Much of the following information is taken from Deane Lewis’s superb Owl Pages website, specifically the page on Western Screech Owl at www.owlpages.com/owls.php?genus=Megascops&species=kennicottii
- First described in 1867, the Western Screech Owl Megascops/Otus kennicotti (the species name kennicotti honours Robert Kennicott, a nineteenth-century American explorer and naturalist) is a mainly non-migratory resident from south-coastal and extreme southeastern Alaska, coastal (excluding Queen Charlotte Islands) and southern British Columbia, northern Idaho, western Montana, northwestern Wyoming, Colorado, extreme western Oklahoma, and western Texas south to Baja California.
They also occur from northern Sinaloa and across the Mexican highlands through Chihuahua and Coahuila as far as the Distrito Federal.Along the northwest coast, they inhabit humid Douglas-fir, western hemlock, western red cedar, and Sitka spruce forests along the edges of clearings, rivers, and lakes. Further inland they occupy a narrow ecological niche of lowland deciduous forests, especially riparian woodlands along river bottoms. Southern populations inhabit lowland riparian forests, oak-filled arroyos, desert saguaro and cardon cacti stands, Joshua tree and mesquite groves, and open pine and pinyon-juniper forests. They avoid dense forests because Great Horned Owls use that habitat, and high elevation forests. In general, they require open forests, with an abundance of small mammals and insect prey, and cavities for nesting.
Western Screech Owls occur in two colour morphs - a widespread grey form, and a rare redddish form found only in the Pacific Northwest. There is much individual variation and grey-phase birds in the dry southwest are a pale gray, while birds in the humid northwest are darker and browner.
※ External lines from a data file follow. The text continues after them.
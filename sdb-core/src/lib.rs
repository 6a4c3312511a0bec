//! sdb デバッガのコア機能
//!
//! このクレートは、簡易デバッガ（モニタ）の中核となるロジックを提供します。
//! 式の字句解析と評価、ウォッチポイント管理、コマンド解析を
//! ターゲットマシンの状態と統合します。

pub mod debugger;
pub mod command;
pub mod errors;
pub mod expr_eval;
pub mod parse;
pub mod token;
pub mod tokenizer;
pub mod watchpoint;

pub use debugger::{Debugger, ExprCheck, ExprCheckReport, StepOutcome};
pub use command::{Command, CommandError, InfoTarget};
pub use errors::{ExprError, WatchpointError, WatchpointId};
pub use expr_eval::{EvalResult, ExprEngine, ExpressionEvaluator};
pub use token::{Token, TokenKind};
pub use tokenizer::Tokenizer;
pub use watchpoint::{Watchpoint, WatchpointHit, WatchpointPool, NR_WP};

// 他のクレートから使用するために再エクスポート
pub use sdb_target::{ExecState, StopReason, Word};

/// デバッガの結果型
pub type Result<T> = anyhow::Result<T>;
The Western Screech Owl is likely to be confused with the Eastern Screech Owl and Whiskered Screech Owl. These Owls can be distinguished by bill colour (Eastern Screech Owls have gray-green bills while Western Screech Owls have gray to black bills) and their different calls. Western and Eastern Screech Owls only occur together locally in eastern Colorado and southern Texas. Western and Whiskered Screech Owls only occur together in southern Arizona and Mexico.